**Task item**
Answer with one number only, the count of lines in the material below that hold "Regex".

**Raw data**
---

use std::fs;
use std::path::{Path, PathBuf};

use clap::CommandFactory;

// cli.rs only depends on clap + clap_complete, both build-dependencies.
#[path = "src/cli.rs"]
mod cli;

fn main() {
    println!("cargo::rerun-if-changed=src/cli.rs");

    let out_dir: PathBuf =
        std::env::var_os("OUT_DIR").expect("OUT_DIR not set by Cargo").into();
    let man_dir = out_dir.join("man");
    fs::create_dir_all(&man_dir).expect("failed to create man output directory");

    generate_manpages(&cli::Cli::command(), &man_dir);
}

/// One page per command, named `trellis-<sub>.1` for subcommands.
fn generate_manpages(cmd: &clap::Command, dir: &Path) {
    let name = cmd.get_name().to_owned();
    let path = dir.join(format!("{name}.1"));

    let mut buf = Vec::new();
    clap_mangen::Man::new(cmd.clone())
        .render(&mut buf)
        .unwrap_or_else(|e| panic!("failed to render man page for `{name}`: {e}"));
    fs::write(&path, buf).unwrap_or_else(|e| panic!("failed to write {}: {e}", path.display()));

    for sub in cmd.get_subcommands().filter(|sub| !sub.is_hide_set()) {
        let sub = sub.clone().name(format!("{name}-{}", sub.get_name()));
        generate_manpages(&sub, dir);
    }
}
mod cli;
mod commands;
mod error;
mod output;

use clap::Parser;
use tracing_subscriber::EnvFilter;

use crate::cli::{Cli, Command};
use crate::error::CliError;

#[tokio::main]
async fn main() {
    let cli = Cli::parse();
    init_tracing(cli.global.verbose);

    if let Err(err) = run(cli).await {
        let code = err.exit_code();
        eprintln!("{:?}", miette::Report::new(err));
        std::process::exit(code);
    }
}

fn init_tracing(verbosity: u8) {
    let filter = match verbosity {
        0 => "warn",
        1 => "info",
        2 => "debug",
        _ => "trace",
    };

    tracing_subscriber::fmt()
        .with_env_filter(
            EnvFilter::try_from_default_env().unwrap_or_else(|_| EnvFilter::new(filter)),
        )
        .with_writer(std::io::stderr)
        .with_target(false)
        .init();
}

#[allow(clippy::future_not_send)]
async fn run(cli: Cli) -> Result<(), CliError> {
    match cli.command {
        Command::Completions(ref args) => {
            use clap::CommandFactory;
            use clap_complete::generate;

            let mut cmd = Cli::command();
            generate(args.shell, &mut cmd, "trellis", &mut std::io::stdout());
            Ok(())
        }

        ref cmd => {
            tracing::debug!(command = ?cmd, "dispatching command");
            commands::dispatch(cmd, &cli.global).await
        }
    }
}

---

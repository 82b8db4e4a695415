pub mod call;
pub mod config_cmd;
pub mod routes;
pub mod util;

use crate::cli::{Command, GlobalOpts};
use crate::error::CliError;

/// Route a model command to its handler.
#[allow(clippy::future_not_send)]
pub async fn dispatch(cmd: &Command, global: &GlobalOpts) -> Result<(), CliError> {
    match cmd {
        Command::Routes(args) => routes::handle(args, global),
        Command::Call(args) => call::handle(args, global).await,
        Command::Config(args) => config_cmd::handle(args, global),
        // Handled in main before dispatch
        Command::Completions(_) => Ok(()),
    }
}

---

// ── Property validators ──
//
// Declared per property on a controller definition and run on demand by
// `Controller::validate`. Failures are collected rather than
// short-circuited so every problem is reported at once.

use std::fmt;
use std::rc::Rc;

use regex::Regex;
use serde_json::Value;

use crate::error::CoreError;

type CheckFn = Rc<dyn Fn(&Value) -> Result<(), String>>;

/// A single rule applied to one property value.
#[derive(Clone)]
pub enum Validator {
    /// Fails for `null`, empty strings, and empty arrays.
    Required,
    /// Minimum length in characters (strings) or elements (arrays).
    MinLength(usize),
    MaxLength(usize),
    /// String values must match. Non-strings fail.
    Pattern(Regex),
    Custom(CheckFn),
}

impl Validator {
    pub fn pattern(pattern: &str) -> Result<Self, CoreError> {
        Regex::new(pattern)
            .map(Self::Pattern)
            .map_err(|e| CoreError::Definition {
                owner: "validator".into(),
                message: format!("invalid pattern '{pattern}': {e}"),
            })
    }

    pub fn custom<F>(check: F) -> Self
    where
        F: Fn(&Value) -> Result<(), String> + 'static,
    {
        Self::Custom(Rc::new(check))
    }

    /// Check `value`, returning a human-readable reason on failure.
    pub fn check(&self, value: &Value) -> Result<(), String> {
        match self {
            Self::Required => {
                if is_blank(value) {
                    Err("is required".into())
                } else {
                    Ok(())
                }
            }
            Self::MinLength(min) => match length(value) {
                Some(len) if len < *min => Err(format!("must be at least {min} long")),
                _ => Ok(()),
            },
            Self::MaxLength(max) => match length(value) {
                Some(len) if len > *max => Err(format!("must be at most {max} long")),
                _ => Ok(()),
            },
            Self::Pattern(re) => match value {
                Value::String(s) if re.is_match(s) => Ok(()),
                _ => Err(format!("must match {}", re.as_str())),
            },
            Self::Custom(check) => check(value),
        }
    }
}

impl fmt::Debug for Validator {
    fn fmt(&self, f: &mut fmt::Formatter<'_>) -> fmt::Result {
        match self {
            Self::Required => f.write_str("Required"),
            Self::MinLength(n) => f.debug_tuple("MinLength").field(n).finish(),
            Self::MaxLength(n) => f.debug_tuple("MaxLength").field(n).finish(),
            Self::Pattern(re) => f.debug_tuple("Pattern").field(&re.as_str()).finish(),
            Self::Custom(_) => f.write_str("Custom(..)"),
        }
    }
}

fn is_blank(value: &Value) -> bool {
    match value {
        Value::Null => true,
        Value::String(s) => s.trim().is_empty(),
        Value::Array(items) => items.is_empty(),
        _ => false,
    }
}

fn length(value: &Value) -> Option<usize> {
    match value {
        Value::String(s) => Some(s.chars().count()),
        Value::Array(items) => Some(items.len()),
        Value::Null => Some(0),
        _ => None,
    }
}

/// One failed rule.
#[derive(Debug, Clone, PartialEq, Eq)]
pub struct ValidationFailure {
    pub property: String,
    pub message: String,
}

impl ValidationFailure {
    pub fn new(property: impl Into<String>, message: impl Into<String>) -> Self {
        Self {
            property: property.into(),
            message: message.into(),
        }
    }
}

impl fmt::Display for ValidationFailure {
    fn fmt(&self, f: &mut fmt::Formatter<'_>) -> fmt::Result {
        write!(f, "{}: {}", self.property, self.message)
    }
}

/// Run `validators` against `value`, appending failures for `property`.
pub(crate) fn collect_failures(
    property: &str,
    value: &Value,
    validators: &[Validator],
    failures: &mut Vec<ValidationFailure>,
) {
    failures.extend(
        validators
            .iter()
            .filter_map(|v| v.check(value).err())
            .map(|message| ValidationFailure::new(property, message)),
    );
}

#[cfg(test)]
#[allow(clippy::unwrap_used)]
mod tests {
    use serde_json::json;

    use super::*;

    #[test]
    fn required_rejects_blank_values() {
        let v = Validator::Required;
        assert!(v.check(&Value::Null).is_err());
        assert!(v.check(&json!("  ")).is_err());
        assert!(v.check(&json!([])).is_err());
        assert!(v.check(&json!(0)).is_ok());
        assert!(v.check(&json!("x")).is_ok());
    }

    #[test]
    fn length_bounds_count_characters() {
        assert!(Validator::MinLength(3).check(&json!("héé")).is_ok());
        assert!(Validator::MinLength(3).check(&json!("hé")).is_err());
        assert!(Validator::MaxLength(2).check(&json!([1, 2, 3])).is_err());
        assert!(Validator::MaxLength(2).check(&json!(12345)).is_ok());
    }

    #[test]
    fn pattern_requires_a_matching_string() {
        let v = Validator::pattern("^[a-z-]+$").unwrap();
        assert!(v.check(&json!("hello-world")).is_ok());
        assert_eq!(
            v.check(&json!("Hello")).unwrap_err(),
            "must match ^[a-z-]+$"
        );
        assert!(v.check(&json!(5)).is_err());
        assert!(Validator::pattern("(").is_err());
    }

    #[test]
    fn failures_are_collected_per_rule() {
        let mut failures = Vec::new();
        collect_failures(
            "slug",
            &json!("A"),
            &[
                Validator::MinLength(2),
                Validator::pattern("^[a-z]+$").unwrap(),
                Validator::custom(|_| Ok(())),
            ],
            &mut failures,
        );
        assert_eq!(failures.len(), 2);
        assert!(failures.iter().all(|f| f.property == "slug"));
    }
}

---

**Exercise output**
3